Fast forward more than three years. Lily is an energetic child with blonde hair and big eyes. Last year, Tiffany gave birth to a full-term, healthy baby girl, Allie. Tiffany’s husband, Jonathan Parrish, joined the Marine Corps and is now a lance corporal assigned to Marine Attack Squadron 542 at Cherry Point.

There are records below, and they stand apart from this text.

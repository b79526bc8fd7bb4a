use crate::state::{NbaPlayerStats, NbaTeamStats};

/// Rule-based read of one team or player. Strengths and weaknesses always
/// carry at least one entry.
#[derive(Debug, Clone, Default, PartialEq)]
pub struct NbaInsights {
    pub ai_insights: Vec<String>,
    pub strengths: Vec<String>,
    pub weaknesses: Vec<String>,
}

fn signed(v: f64) -> String {
    format!("{v:+.1}")
}

fn one(v: f64) -> String {
    format!("{v:.1}")
}

pub fn team_insights(team: &str, s: &NbaTeamStats) -> NbaInsights {
    let mut out = NbaInsights::default();

    out.ai_insights.push(format!(
        "{team} averages {} points in the first half and {} in the second half over {} games",
        one(s.avg_pts_h1),
        one(s.avg_pts_h2),
        s.games_played
    ));
    if s.avg_diff_q1 > 0.0 {
        out.ai_insights.push(format!(
            "Strong Q1 performance with {} average point differential",
            signed(s.avg_diff_q1)
        ));
    } else {
        out.ai_insights.push(format!(
            "Q1 performance shows {} average point differential",
            one(s.avg_diff_q1)
        ));
    }
    out.ai_insights.push(format!(
        "Win margin of {} points when victorious, loss margin of {} when defeated",
        one(s.avg_win_margin),
        one(s.avg_loss_margin.abs())
    ));

    if s.avg_diff_q1 > 2.0 {
        out.strengths.push(format!(
            "Excellent first quarter starts ({} avg differential)",
            signed(s.avg_diff_q1)
        ));
    }
    if s.avg_diff_q3 > 2.0 {
        out.strengths.push(format!(
            "Dominant third quarter performance ({} avg differential)",
            signed(s.avg_diff_q3)
        ));
    }
    if s.wins_when_leading_q1 > s.wins_when_trailing_q1 * 1.5 {
        out.strengths.push(format!(
            "Strong ability to protect early leads ({} wins when leading Q1)",
            s.wins_when_leading_q1
        ));
    }
    if s.avg_pts_h2 > s.avg_pts_h1 {
        out.strengths.push(format!(
            "Better second half scoring ({} vs {} pts)",
            one(s.avg_pts_h2),
            one(s.avg_pts_h1)
        ));
    }
    let quarters = [s.avg_diff_q1, s.avg_diff_q2, s.avg_diff_q3, s.avg_diff_q4];
    if out.strengths.is_empty() {
        let (q, v) = extreme_quarter(&quarters, f64::max);
        let text = match q {
            1 => "Competitive first quarter play with {} point differential",
            2 => "Solid second quarter performance with {} point differential",
            3 => "Strong third quarter execution with {} point differential",
            _ => "Resilient fourth quarter play with {} point differential",
        };
        out.strengths.push(text.replace("{}", &one(v)));
    }

    if s.avg_diff_q4 < -1.0 {
        out.weaknesses.push(format!(
            "Struggles in fourth quarter ({} avg differential)",
            one(s.avg_diff_q4)
        ));
    }
    if s.avg_pts_conc_h1 > s.avg_pts_h1 {
        out.weaknesses.push(format!(
            "First half defensive issues (conceding {} pts vs scoring {} pts)",
            one(s.avg_pts_conc_h1),
            one(s.avg_pts_h1)
        ));
    }
    if s.wins_when_trailing_q1 < s.wins_when_leading_q1 * 0.3 {
        out.weaknesses.push(format!(
            "Difficulty recovering from slow starts (only {} wins when trailing Q1)",
            s.wins_when_trailing_q1
        ));
    }
    if s.avg_loss_margin.abs() > s.avg_win_margin * 1.2 {
        out.weaknesses.push(format!(
            "Larger loss margins ({} pts) compared to win margins ({} pts)",
            one(s.avg_loss_margin.abs()),
            one(s.avg_win_margin)
        ));
    }
    if out.weaknesses.is_empty() {
        let (q, v) = extreme_quarter(&quarters, f64::min);
        let text = match q {
            1 => "Room for improvement in first quarter ({} point differential)",
            2 => "Second quarter needs attention ({} point differential)",
            3 => "Third quarter requires focus ({} point differential)",
            _ => "Fourth quarter closing needs work ({} point differential)",
        };
        out.weaknesses.push(text.replace("{}", &one(v)));
    }

    out
}

pub fn player_insights(player: &str, s: &NbaPlayerStats) -> NbaInsights {
    let mut out = NbaInsights::default();

    out.ai_insights.push(format!(
        "{player} averages {} pts in first half and {} pts in second half",
        one(s.avg_points_first_half_per_game),
        one(s.avg_points_second_half_per_game)
    ));
    if s.points_per_game_last5 > 0.0 {
        out.ai_insights.push(format!(
            "Recent form: {} PPG, {} RPG, {} APG in last 5 games",
            one(s.points_per_game_last5),
            one(s.rebounds_per_game_last5),
            one(s.assists_per_game_last5)
        ));
    } else {
        out.ai_insights.push(format!(
            "Played {} games with varied performance across quarters",
            s.games_played_window
        ));
    }
    out.ai_insights.push(format!(
        "Quarter-by-quarter scoring: Q1 {}, Q2 {}, Q3 {}, Q4 {} PPG",
        one(s.avg_points_q1_per_game),
        one(s.avg_points_q2_per_game),
        one(s.avg_points_q3_per_game),
        one(s.avg_points_q4_per_game)
    ));

    let quarters = [
        s.avg_points_q1_per_game,
        s.avg_points_q2_per_game,
        s.avg_points_q3_per_game,
        s.avg_points_q4_per_game,
    ];
    let (max_q, max_v) = extreme_quarter(&quarters, f64::max);
    if max_v > 3.0 && s.avg_points_q1_per_game == max_v {
        out.strengths.push(format!(
            "Strong first quarter scorer ({} PPG in Q1)",
            one(s.avg_points_q1_per_game)
        ));
    } else if max_v > 3.0 && s.avg_points_q4_per_game == max_v {
        out.strengths.push(format!(
            "Clutch fourth quarter performer ({} PPG in Q4)",
            one(s.avg_points_q4_per_game)
        ));
    }
    if s.points_per_game_last5 > s.points_per_game_last10 {
        out.strengths.push(format!(
            "Improving recent form ({} PPG last 5 vs {} PPG last 10)",
            one(s.points_per_game_last5),
            one(s.points_per_game_last10)
        ));
    }
    if s.assists_per_game_last5 > 3.0 {
        out.strengths.push(format!(
            "Excellent playmaker ({} APG in last 5 games)",
            one(s.assists_per_game_last5)
        ));
    }
    if s.threes_made_per_game_last5 > 2.0 {
        out.strengths.push(format!(
            "Reliable three-point shooter ({} 3PM per game)",
            one(s.threes_made_per_game_last5)
        ));
    }
    if out.strengths.is_empty() {
        let text = match max_q {
            1 => "Consistent first quarter contributor ({} PPG in Q1)",
            2 => "Solid second quarter production ({} PPG in Q2)",
            3 => "Effective third quarter play ({} PPG in Q3)",
            _ => "Reliable fourth quarter option ({} PPG in Q4)",
        };
        out.strengths.push(text.replace("{}", &one(max_v)));
    }

    let (min_q, min_v) = extreme_quarter(&quarters, f64::min);
    if s.avg_points_q2_per_game == min_v && min_v < 2.0 {
        out.weaknesses.push(format!(
            "Low second quarter production ({} PPG in Q2)",
            one(s.avg_points_q2_per_game)
        ));
    }
    if s.points_per_game_last5 < s.points_per_game_last10 * 0.8 {
        out.weaknesses.push(format!(
            "Recent scoring decline ({} PPG last 5 vs {} PPG last 10)",
            one(s.points_per_game_last5),
            one(s.points_per_game_last10)
        ));
    }
    if s.rebounds_per_game_last5 < 2.0 {
        out.weaknesses.push(format!(
            "Limited rebounding contribution ({} RPG)",
            one(s.rebounds_per_game_last5)
        ));
    }
    if s.avg_points_second_half_per_game < s.avg_points_first_half_per_game * 0.7 {
        out.weaknesses.push(format!(
            "Second half scoring drop-off ({} vs {} pts)",
            one(s.avg_points_second_half_per_game),
            one(s.avg_points_first_half_per_game)
        ));
    }
    if out.weaknesses.is_empty() {
        let text = match min_q {
            1 => "First quarter scoring needs improvement ({} PPG in Q1)",
            2 => "Second quarter production could be better ({} PPG in Q2)",
            3 => "Third quarter impact needs work ({} PPG in Q3)",
            _ => "Fourth quarter scoring requires attention ({} PPG in Q4)",
        };
        out.weaknesses.push(text.replace("{}", &one(min_v)));
    }

    out
}

/// 1-based quarter holding the extreme value; the earliest quarter wins ties.
fn extreme_quarter(values: &[f64; 4], pick: fn(f64, f64) -> f64) -> (usize, f64) {
    let target = values.iter().copied().fold(values[0], pick);
    let idx = values.iter().position(|v| *v == target).unwrap_or(0);
    (idx + 1, target)
}

#[cfg(test)]
mod tests {
    use super::*;

    #[test]
    fn flat_team_still_gets_strength_and_weakness() {
        let stats = NbaTeamStats {
            games_played: 10.0,
            avg_pts_h1: 55.0,
            avg_pts_h2: 55.0,
            avg_pts_conc_h1: 50.0,
            avg_diff_q2: 1.5,
            avg_diff_q4: -0.5,
            avg_win_margin: 8.0,
            avg_loss_margin: -6.0,
            wins_when_leading_q1: 3.0,
            wins_when_trailing_q1: 3.0,
            ..NbaTeamStats::default()
        };
        let insights = team_insights("Lakers", &stats);
        assert_eq!(insights.ai_insights.len(), 3);
        assert_eq!(
            insights.strengths,
            vec!["Solid second quarter performance with 1.5 point differential"]
        );
        assert_eq!(
            insights.weaknesses,
            vec!["Fourth quarter closing needs work (-0.5 point differential)"]
        );
        assert!(insights.ai_insights[0].contains("over 10 games"));
    }

    #[test]
    fn hot_player() {
        let stats = NbaPlayerStats {
            avg_points_first_half_per_game: 14.0,
            avg_points_second_half_per_game: 12.0,
            avg_points_q1_per_game: 8.0,
            avg_points_q2_per_game: 6.0,
            avg_points_q3_per_game: 7.0,
            avg_points_q4_per_game: 5.0,
            points_per_game_last5: 28.0,
            points_per_game_last10: 25.0,
            rebounds_per_game_last5: 7.0,
            assists_per_game_last5: 8.0,
            threes_made_per_game_last5: 1.0,
            ..NbaPlayerStats::default()
        };
        let insights = player_insights("Star", &stats);
        assert_eq!(insights.strengths.len(), 3);
        assert!(insights.strengths[0].starts_with("Strong first quarter scorer"));
        assert_eq!(
            insights.weaknesses,
            vec!["Fourth quarter scoring requires attention (5.0 PPG in Q4)"]
        );
    }
}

The Parrish family was recently selected as the ambassador family for the Crystal Coast March of Dimes March for Babies, an annual awareness march scheduled for May 19 in Morehead City. As an ambassador family, the Parrish family will use their story of survival to boost awareness for the March for Dimes mission.

“We pick a family every year that had a premature child,” said Gretchen Jones, March of Dimes division director for southeastern North Carolina. “I met Tiffany last year, and I thought she’d just be the perfect person.”

Tiffany said she is excited to use her role as an ambassador for March of Dimes to share her story with anyone who will listen.
“Lily is the reason I am doing this,” Tiffany said. “Seeing what my daughter went through has inspired me to do everything I can. One in every eight babies is born premature. It is the number one cause of deaths for infants.”

Founded by Franklin D. Roosevelt in 1938, March of Dimes played an instrumental role in the eradication of polio. Since shifting their focus in 1970, they have raised more than $1.8 billion to research premature pregnancies. November is National Prematurity Awareness Month.